- [Exercise instructions]: Take from the records below each line that holds "LinkKey".

Records contained in a dataset
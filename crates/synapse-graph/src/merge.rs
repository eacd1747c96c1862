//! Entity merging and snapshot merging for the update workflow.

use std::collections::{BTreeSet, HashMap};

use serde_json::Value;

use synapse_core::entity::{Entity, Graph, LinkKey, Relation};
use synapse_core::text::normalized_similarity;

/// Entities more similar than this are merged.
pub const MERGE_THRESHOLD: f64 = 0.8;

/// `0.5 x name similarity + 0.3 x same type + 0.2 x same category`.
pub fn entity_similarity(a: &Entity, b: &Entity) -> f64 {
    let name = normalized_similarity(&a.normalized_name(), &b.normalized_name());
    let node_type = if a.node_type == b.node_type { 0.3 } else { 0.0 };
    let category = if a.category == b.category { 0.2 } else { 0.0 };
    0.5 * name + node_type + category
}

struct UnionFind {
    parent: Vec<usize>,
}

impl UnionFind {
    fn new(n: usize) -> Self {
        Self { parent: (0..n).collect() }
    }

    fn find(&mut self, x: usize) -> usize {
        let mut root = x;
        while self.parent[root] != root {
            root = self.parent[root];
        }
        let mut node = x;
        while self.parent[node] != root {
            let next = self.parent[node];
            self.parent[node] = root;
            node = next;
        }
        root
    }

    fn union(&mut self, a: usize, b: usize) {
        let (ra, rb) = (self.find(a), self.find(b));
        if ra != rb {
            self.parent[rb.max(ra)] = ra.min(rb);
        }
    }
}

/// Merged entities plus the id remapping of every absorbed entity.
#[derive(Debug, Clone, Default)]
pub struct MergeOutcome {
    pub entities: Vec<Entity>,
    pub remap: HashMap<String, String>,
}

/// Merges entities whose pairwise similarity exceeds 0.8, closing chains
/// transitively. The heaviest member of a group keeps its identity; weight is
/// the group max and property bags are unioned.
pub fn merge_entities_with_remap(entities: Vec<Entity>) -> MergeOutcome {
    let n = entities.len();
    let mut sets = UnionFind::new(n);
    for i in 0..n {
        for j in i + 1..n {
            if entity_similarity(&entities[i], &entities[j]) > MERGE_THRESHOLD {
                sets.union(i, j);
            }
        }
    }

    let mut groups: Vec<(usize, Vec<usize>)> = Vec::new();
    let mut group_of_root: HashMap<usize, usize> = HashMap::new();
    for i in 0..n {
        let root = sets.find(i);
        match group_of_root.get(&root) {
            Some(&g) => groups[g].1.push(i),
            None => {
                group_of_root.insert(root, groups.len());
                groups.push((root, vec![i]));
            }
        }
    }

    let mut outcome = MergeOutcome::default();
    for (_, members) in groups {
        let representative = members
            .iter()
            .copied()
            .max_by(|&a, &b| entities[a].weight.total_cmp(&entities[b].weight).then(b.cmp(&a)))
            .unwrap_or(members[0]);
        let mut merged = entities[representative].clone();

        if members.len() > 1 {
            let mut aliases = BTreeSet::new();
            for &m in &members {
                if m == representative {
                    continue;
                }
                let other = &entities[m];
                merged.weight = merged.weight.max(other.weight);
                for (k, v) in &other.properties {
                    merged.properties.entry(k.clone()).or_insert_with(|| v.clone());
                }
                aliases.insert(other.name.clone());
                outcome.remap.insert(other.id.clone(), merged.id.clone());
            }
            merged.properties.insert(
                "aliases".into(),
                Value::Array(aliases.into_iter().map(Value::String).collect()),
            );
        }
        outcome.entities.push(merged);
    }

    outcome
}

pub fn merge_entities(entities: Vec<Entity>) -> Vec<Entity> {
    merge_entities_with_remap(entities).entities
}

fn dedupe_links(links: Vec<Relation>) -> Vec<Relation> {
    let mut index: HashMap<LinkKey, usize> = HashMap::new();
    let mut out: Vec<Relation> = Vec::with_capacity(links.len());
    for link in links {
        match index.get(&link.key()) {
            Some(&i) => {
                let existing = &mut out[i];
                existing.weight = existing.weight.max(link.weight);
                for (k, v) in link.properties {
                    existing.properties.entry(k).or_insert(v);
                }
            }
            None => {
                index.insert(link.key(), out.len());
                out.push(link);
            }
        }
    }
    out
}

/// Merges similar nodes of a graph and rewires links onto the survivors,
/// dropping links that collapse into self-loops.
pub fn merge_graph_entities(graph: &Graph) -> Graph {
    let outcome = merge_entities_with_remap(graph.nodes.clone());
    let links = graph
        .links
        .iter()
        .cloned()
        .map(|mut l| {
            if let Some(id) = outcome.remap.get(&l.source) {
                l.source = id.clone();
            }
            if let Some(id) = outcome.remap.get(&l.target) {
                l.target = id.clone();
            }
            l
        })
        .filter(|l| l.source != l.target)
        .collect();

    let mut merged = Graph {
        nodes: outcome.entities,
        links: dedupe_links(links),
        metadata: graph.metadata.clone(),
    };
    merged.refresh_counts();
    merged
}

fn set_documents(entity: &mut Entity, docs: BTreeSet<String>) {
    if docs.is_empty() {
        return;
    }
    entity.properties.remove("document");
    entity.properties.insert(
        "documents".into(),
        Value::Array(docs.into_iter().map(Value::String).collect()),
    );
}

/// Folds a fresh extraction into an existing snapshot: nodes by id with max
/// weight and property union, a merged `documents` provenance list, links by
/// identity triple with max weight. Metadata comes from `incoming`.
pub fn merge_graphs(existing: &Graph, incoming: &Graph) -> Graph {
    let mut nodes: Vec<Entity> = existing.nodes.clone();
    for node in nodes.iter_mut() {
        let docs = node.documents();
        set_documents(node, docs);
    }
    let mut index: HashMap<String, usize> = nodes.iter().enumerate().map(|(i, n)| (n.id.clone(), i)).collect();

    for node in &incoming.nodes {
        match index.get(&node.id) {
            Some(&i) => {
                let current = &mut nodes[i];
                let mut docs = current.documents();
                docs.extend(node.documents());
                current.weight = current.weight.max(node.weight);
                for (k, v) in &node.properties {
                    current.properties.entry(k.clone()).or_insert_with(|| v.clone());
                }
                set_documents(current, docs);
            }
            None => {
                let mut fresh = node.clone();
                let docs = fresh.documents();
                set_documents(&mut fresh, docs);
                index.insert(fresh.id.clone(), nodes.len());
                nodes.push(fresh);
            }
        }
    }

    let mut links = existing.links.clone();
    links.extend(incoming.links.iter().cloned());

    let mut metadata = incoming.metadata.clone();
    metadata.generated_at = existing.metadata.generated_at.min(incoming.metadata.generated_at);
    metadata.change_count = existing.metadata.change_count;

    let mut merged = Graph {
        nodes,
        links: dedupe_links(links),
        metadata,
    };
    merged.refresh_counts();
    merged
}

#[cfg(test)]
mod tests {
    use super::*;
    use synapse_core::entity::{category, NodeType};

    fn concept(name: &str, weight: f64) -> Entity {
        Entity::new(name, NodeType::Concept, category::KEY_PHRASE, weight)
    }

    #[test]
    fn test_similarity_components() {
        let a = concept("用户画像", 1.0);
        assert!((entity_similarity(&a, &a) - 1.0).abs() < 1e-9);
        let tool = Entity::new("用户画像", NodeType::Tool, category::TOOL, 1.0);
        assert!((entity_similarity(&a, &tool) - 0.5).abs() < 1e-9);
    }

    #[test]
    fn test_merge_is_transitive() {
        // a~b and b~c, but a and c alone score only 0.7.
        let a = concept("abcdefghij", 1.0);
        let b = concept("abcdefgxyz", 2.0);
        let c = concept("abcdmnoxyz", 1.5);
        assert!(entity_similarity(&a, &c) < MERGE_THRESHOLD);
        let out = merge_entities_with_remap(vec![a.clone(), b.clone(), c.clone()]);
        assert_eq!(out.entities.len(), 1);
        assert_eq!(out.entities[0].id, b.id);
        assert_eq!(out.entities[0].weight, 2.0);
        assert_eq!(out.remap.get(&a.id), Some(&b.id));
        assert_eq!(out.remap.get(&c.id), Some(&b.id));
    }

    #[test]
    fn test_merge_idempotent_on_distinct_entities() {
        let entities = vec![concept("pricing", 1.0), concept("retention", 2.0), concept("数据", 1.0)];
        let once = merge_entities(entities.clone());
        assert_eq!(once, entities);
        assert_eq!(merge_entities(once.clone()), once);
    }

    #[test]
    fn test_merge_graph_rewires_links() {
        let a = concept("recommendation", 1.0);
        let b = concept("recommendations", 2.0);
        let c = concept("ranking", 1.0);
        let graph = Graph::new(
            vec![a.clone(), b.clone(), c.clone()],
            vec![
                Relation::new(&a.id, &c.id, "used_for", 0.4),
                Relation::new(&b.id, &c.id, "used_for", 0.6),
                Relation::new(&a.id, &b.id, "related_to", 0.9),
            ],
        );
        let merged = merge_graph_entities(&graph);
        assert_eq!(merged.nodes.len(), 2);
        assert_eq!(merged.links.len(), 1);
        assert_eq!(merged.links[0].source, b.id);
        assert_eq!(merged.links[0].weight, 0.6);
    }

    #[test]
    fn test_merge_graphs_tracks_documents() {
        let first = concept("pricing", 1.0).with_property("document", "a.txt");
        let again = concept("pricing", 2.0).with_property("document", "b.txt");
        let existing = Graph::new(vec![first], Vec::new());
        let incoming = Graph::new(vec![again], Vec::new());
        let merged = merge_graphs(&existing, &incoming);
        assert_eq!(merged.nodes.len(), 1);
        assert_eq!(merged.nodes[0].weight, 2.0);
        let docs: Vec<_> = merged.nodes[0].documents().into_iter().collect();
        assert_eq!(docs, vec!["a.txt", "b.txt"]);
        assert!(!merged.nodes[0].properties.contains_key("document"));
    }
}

- [Response to the task]:
use synapse_core::entity::{Entity, Graph, LinkKey, Relation};
    let mut index: HashMap<LinkKey, usize> = HashMap::new();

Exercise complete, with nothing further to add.